The idea of work for many women in places like Grahamstown means settling for pittance in order to support a family. Whenever I’m in town around 5pm I cannot help but notice the streams of women pouring down New Street and High Street going home after working in the suburban homes. I have no stats on this but the majority of women who work in Rhini are domestic workers and service staff at Rhodes University. The point is though, they are working right? But the truth is what kind of choice did they have in landing up with this kind of occupation? A friend I met while she was in high school dropped out of school because she could no longer feign that she could not read and write and is now domestic worker; she’s younger than me and already has a daughter. And I’m sure she is not the only one.

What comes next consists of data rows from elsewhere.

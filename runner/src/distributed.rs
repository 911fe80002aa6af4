//! `trainctl train`: one distributed training launch, teed to a per-run log.

use std::fmt;
use std::path::{Path, PathBuf};

use trainctl_config::DistributedConfig;
use trainctl_types::{LaunchCommand, RunId, quote_arg};

use crate::{Invocation, Invoker, LaunchError};

/// Everything the launch will do, resolved before spawning.
#[derive(Debug, Clone, PartialEq, Eq)]
pub struct DistributedPlan {
    pub run_id: RunId,
    pub command: LaunchCommand,
    pub log_path: PathBuf,
}

/// Resolve `config` into a launch for `run_id`.
///
/// argv: `<launcher...> --nproc_per_node=N --nnodes=M <entry> --domain <domain> --conf <conf>`
pub fn plan(config: &DistributedConfig, run_id: RunId) -> Result<DistributedPlan, LaunchError> {
    let topology = config.topology()?;
    let launcher = LaunchCommand::from_argv(&config.launcher).ok_or_else(|| {
        LaunchError::EmptyCommand {
            step: "train".to_string(),
        }
    })?;

    let mut command = launcher
        .args(topology.to_args())
        .arg(&config.entry)
        .args(["--domain", config.domain.as_str(), "--conf", config.conf.as_str()])
        .env(config.env.clone());
    if let Some(workdir) = &config.workdir {
        command = command.cwd(workdir);
    }

    let log_path = config.log_file_name(run_id).in_dir(Path::new(&config.log_dir));

    Ok(DistributedPlan {
        run_id,
        command,
        log_path,
    })
}

impl DistributedPlan {
    pub async fn launch(&self, invoker: &Invoker) -> Result<Invocation, LaunchError> {
        tracing::info!(
            run_id = %self.run_id,
            log = %self.log_path.display(),
            "Launching distributed training"
        );
        invoker.run(&self.command, Some(&self.log_path)).await
    }
}

impl fmt::Display for DistributedPlan {
    /// Shell-equivalent rendering used by `--dry-run`.
    fn fmt(&self, f: &mut fmt::Formatter<'_>) -> fmt::Result {
        writeln!(f, "# run {}", self.run_id)?;
        for (name, value) in self.command.env.iter() {
            writeln!(f, "export {name}={}", quote_arg(value))?;
        }
        if let Some(cwd) = &self.command.cwd {
            writeln!(f, "cd {}", quote_arg(&cwd.display().to_string()))?;
        }
        writeln!(
            f,
            "{} 2>&1 | tee -a {}",
            self.command,
            quote_arg(&self.log_path.display().to_string())
        )
    }
}
//! Child environments: explicit variable sets and profile activation.
//!
//! Nothing here mutates trainctl's own environment. Variables reach a child only
//! through the `Command` that spawns it.

use std::path::Path;
use std::process::Stdio;

use tokio::process::Command;
use trainctl_types::{EnvSet, LaunchCommand};

use crate::LaunchError;
use crate::process::exit_code;
use crate::shell::DetectedShell;

/// Apply `env` to `command`.
pub fn apply_env(command: &mut Command, env: &EnvSet) {
    for (name, value) in env.iter() {
        command.env(name, value);
    }
}

/// Build a `tokio` command from a resolved launch command.
#[must_use]
pub fn build_command(launch: &LaunchCommand) -> Command {
    let mut command = Command::new(&launch.program);
    command.args(&launch.args);
    if launch.clear_env {
        command.env_clear();
    }
    apply_env(&mut command, &launch.env);
    if let Some(cwd) = &launch.cwd {
        command.current_dir(cwd);
    }
    command
}

/// Bookkeeping the activation shell exports about itself. Later steps run in their
/// own directories, so these would be stale there.
const SHELL_LOCAL_VARS: [&str; 4] = ["PWD", "OLDPWD", "SHLVL", "_"];

/// Result of running an activation snippet.
#[derive(Debug, Clone, PartialEq, Eq)]
pub struct Activation {
    pub code: i32,
    /// The environment after activation; `None` when activation failed.
    pub env: Option<EnvSet>,
}

/// Run `snippet` in `shell` and capture the environment it leaves behind.
///
/// The snippet's own stdout is redirected to stderr so that stdout carries only the
/// `env -0` dump. stderr stays attached to the terminal.
pub async fn capture_activated_env(
    shell: &DetectedShell,
    snippet: &str,
    cwd: Option<&Path>,
) -> Result<Activation, LaunchError> {
    let script = format!("{{ {snippet}\n}} 1>&2 && env -0");
    let program = shell.binary.display().to_string();

    let mut command = Command::new(&shell.binary);
    command
        .args(&shell.args)
        .arg(&script)
        .stdin(Stdio::null())
        .stdout(Stdio::piped())
        .stderr(Stdio::inherit())
        .kill_on_drop(true);
    if let Some(cwd) = cwd {
        command.current_dir(cwd);
    }

    tracing::debug!(shell = %shell, script = %script, "Running activation");
    let output = command
        .output()
        .await
        .map_err(|source| LaunchError::Spawn { program, source })?;

    let code = exit_code(output.status);
    if code != 0 {
        return Ok(Activation { code, env: None });
    }
    let mut env = EnvSet::from_nul_separated(&output.stdout);
    for name in SHELL_LOCAL_VARS {
        env.remove(name);
    }
    Ok(Activation {
        code,
        env: Some(env),
    })
}
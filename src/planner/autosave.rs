use std::time::{Duration, Instant};

/// Wait after a failed save under `Immediate` before `tick` tries again.
pub const FAILED_SAVE_RETRY: Duration = Duration::from_secs(5);

/// When accepted changes are written to disk.
#[derive(Clone, Copy, Debug, PartialEq, Eq)]
pub enum AutosavePolicy {
    /// Save synchronously after every accepted change.
    Immediate,
    /// Save from `tick` once no change has arrived for the given delay.
    Debounced(Duration),
}

impl AutosavePolicy {
    /// `0` selects `Immediate`.
    pub fn from_millis(ms: u64) -> Self {
        if ms == 0 {
            AutosavePolicy::Immediate
        } else {
            AutosavePolicy::Debounced(Duration::from_millis(ms))
        }
    }

    /// How long `tick` waits after a failed save before trying again.
    pub fn retry_delay(&self) -> Duration {
        match self {
            AutosavePolicy::Immediate => FAILED_SAVE_RETRY,
            AutosavePolicy::Debounced(delay) => *delay,
        }
    }
}

#[derive(Clone, Copy, Debug, PartialEq, Eq)]
pub enum SessionState {
    Idle,
    /// Changed in memory, not yet persisted. Holds the time of the last change.
    Dirty(Instant),
    /// Changed in memory and the last save failed. No attempt before the
    /// held instant, whatever the policy.
    RetryAt(Instant),
}

impl SessionState {
    pub fn is_dirty(&self) -> bool {
        !matches!(self, SessionState::Idle)
    }

    /// State after a failed save at `now`.
    pub fn failed(policy: AutosavePolicy, now: Instant) -> Self {
        SessionState::RetryAt(now + policy.retry_delay())
    }

    /// True when a flush is due at `now`.
    pub fn flush_due(&self, policy: AutosavePolicy, now: Instant) -> bool {
        match (self, policy) {
            (SessionState::Idle, _) => false,
            (SessionState::RetryAt(at), _) => now >= *at,
            (SessionState::Dirty(_), AutosavePolicy::Immediate) => true,
            (SessionState::Dirty(since), AutosavePolicy::Debounced(delay)) => {
                now.saturating_duration_since(*since) >= delay
            }
        }
    }
}

/// Result of the save step that follows an accepted change.
#[derive(Clone, Debug, PartialEq, Eq)]
pub enum SaveState {
    Saved,
    /// Waiting for the debounce delay.
    Pending,
    /// The change is kept in memory but is not on disk yet.
    Failed(String),
}
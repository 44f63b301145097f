use anyhow::{Context, Result};
use serde::{Deserialize, Serialize};
use std::fs;
use std::io::{self, Write};
use std::path::{Path, PathBuf};

/// Writes `contents` to `path` so that readers see either the old file or the
/// complete new one, never a truncated mix.
///
/// The data goes to a hidden sibling first, is fsynced, then renamed over the
/// target. The temporary file is removed if any step fails.
pub fn write_atomic(path: &Path, contents: &[u8]) -> io::Result<()> {
    let tmp = temp_sibling(path);
    let result = (|| {
        let mut file = fs::File::create(&tmp)?;
        file.write_all(contents)?;
        file.sync_all()?;
        fs::rename(&tmp, path)
    })();
    if result.is_err() {
        let _ = fs::remove_file(&tmp);
    }
    result
}

fn temp_sibling(path: &Path) -> PathBuf {
    let name = path
        .file_name()
        .map(|n| n.to_string_lossy().into_owned())
        .unwrap_or_else(|| "record".to_string());
    path.with_file_name(format!(".{name}.tmp"))
}

/// Reads a file, mapping "not found" to `None` so callers can apply defaults.
pub fn read_if_exists(path: &Path) -> io::Result<Option<String>> {
    match fs::read_to_string(path) {
        Ok(contents) => Ok(Some(contents)),
        Err(e) if e.kind() == io::ErrorKind::NotFound => Ok(None),
        Err(e) => Err(e),
    }
}

/// Configuration files that live in the data directory.
pub trait Persistable: Sized + Default + Serialize + for<'de> Deserialize<'de> {
    fn filename() -> &'static str;
    fn is_json() -> bool;

    /// Load from `dir`, returning `Default` when the file is missing.
    fn load_from(dir: &Path) -> Result<Self> {
        let path = dir.join(Self::filename());
        let contents = match read_if_exists(&path)
            .with_context(|| format!("failed to read {}", path.display()))?
        {
            Some(c) => c,
            None => return Ok(Self::default()),
        };
        if Self::is_json() {
            serde_json::from_str(&contents)
                .with_context(|| format!("failed to parse JSON from {}", path.display()))
        } else {
            serde_norway::from_str(&contents)
                .with_context(|| format!("failed to parse YAML from {}", path.display()))
        }
    }

    fn save_to(&self, dir: &Path) -> Result<()> {
        fs::create_dir_all(dir)
            .with_context(|| format!("failed to create dir {}", dir.display()))?;
        let path = dir.join(Self::filename());
        let contents = if Self::is_json() {
            serde_json::to_string_pretty(self).context("failed to serialize JSON")?
        } else {
            serde_norway::to_string(self).context("failed to serialize YAML")?
        };
        write_atomic(&path, contents.as_bytes())
            .with_context(|| format!("failed to write {}", path.display()))?;
        Ok(())
    }
}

My attempt is not to be emotional about this, but we often hear talk about getting more women to become CEOs and engineers and I do not doubt that is important, but some black women in obscure places like Paterson and Rhini do not have the opportunity to get a matric (in spite of Rhini being dubbed an education town). Those who do get a matric often cannot make it to university or an FET college, but if there is money, they will go to GADRA education and improve their marks in order to be able to consider an FET college, university is often out of the question. I have racialised this issue purposefully because we can’t talk about women’s rights without talking about race, class and sexuality. And talking about women’s work in South Africa almost 20 years after a democracy means accepting that many women have been let down by a government whose education system engineers a working class further exacerbating the inequalities for women in this country. I don’t have all the answers, this is just an observation at the resilience many women have in the face of disappointment and dashed dreams.